▶ **WORK TASK**:
Say the number of lines in the records below that hold the word "SubmissionCreatedEvent", and only that number.

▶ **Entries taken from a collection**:
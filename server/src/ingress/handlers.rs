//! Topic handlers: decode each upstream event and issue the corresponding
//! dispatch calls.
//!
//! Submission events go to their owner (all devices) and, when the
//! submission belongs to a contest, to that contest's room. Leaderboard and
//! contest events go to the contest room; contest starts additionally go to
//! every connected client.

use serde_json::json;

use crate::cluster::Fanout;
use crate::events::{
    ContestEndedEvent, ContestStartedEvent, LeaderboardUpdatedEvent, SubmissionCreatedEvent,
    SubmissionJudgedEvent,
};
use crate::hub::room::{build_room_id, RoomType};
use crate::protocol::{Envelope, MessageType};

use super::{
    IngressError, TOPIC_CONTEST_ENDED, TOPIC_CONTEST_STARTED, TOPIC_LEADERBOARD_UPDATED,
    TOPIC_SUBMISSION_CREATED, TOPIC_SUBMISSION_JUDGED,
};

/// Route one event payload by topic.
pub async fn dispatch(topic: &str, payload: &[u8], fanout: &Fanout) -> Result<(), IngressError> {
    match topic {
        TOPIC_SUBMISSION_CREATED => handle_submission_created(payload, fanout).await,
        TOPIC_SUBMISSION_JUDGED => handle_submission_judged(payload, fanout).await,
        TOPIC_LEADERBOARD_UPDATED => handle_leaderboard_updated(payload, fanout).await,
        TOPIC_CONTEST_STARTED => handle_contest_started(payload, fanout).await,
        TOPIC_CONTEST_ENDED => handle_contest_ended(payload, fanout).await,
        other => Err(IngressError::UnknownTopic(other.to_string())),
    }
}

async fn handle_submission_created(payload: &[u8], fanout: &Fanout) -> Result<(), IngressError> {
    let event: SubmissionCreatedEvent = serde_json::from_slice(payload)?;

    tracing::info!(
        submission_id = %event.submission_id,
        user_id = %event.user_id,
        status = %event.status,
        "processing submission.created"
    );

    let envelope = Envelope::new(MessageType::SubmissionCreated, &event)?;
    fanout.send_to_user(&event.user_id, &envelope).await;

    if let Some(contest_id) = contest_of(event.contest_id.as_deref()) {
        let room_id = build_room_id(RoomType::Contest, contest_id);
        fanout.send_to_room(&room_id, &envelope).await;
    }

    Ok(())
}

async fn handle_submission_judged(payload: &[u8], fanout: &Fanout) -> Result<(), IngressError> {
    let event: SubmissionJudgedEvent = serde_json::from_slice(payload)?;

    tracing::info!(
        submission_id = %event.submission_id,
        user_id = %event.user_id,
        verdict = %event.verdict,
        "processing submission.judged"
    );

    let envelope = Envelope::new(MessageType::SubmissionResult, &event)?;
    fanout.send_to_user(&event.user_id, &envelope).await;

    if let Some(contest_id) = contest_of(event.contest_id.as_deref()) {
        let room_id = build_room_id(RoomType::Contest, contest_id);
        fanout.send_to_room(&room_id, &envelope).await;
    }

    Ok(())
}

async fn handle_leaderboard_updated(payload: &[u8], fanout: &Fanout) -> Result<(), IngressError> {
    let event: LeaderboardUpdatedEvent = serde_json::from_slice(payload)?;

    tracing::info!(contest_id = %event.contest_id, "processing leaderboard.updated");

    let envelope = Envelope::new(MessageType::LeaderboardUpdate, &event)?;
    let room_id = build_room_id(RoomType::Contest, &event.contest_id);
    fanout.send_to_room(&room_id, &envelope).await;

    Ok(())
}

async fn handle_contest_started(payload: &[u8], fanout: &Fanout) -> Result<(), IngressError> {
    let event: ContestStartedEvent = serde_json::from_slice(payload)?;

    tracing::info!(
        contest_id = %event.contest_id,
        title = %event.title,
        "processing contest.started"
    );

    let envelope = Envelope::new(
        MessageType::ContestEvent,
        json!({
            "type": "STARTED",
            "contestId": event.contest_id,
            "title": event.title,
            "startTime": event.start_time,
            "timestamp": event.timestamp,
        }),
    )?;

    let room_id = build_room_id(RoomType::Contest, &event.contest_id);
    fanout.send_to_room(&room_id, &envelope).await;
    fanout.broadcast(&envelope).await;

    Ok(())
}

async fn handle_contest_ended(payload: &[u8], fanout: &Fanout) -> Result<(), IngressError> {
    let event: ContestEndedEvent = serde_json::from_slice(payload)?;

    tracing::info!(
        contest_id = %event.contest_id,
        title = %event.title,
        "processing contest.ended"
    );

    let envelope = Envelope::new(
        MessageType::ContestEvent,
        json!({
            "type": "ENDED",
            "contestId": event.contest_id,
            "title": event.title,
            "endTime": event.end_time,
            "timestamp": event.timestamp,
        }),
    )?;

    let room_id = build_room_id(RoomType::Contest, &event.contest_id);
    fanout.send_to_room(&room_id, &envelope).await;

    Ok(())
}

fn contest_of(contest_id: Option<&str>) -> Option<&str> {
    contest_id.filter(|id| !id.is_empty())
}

==

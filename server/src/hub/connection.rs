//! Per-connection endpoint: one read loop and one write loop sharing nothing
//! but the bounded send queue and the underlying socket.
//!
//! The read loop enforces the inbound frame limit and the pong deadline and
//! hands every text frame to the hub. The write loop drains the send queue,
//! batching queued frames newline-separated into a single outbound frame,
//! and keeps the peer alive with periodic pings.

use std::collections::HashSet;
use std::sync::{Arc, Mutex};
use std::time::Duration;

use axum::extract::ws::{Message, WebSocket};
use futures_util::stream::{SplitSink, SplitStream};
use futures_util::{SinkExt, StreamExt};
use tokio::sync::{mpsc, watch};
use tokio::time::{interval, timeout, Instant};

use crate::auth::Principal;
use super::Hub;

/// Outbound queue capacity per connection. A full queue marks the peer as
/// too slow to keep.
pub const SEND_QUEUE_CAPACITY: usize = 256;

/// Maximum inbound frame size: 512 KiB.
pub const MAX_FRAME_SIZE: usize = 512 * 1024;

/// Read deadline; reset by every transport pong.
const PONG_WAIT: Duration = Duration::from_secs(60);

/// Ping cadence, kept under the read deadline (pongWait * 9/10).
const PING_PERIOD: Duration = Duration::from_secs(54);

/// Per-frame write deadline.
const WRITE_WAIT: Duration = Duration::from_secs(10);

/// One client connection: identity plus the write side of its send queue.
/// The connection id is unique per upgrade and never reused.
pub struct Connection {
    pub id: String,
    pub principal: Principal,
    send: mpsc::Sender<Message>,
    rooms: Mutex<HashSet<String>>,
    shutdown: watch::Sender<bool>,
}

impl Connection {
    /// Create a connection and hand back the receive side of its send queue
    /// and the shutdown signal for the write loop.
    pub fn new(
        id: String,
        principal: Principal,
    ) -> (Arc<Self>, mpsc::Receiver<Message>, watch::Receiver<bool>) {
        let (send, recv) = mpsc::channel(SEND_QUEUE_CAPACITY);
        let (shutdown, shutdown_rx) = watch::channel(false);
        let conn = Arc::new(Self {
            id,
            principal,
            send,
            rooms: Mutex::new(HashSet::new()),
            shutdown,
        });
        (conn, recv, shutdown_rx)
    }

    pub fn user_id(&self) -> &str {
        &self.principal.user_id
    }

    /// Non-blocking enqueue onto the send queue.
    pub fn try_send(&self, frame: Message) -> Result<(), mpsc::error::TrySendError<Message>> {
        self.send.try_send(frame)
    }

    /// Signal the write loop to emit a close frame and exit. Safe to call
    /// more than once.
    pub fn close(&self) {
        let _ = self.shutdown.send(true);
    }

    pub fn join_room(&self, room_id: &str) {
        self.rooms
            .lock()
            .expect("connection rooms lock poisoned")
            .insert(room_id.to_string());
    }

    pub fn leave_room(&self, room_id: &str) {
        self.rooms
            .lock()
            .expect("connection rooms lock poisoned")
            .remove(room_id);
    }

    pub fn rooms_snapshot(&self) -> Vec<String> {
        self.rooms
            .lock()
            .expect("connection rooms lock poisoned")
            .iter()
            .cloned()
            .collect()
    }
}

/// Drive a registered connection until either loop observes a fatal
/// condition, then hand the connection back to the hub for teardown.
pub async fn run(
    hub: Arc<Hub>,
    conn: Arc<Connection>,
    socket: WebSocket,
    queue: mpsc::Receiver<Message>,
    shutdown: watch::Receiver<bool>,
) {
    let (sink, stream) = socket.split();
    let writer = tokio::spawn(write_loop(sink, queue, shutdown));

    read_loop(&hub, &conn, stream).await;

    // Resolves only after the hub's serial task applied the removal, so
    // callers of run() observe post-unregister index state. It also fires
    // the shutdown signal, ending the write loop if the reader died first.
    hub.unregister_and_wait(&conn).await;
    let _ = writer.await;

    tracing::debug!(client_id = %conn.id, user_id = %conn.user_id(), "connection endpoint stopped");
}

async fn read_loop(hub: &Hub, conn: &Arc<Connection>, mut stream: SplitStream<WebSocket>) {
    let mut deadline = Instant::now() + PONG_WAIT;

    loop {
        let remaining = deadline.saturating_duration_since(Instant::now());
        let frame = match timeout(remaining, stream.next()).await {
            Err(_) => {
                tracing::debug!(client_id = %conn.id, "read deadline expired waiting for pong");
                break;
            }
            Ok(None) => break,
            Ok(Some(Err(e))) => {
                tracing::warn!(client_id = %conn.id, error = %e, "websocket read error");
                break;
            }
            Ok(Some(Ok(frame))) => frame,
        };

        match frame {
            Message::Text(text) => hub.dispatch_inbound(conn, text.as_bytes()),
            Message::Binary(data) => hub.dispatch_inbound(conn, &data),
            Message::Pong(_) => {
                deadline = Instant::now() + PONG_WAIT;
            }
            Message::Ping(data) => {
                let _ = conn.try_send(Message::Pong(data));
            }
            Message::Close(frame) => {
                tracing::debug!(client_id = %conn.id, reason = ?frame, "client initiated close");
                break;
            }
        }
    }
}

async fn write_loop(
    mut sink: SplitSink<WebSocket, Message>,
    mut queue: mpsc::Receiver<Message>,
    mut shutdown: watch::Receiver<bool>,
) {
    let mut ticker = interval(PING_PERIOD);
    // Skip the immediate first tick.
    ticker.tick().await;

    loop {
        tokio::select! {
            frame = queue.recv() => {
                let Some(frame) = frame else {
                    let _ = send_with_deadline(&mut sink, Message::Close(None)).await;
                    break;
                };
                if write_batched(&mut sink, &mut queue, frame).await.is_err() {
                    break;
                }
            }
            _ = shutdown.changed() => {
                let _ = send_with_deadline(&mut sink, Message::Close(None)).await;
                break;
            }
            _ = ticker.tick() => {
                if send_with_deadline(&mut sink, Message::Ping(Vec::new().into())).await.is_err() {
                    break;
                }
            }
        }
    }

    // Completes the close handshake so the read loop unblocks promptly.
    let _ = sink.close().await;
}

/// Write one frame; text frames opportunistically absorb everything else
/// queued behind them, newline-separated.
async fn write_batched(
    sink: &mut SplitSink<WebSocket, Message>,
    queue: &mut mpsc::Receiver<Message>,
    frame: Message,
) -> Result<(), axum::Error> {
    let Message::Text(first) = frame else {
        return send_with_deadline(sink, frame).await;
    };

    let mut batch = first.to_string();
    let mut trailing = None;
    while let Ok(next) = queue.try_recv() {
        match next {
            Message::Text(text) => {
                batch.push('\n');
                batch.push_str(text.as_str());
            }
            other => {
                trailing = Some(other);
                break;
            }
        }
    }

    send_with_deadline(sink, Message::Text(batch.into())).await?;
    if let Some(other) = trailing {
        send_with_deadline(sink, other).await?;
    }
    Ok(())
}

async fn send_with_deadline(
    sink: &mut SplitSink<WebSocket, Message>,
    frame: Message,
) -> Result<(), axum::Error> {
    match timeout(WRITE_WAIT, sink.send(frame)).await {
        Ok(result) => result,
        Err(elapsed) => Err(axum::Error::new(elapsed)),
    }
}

▶ **RESULT OF THIS TASK**:
2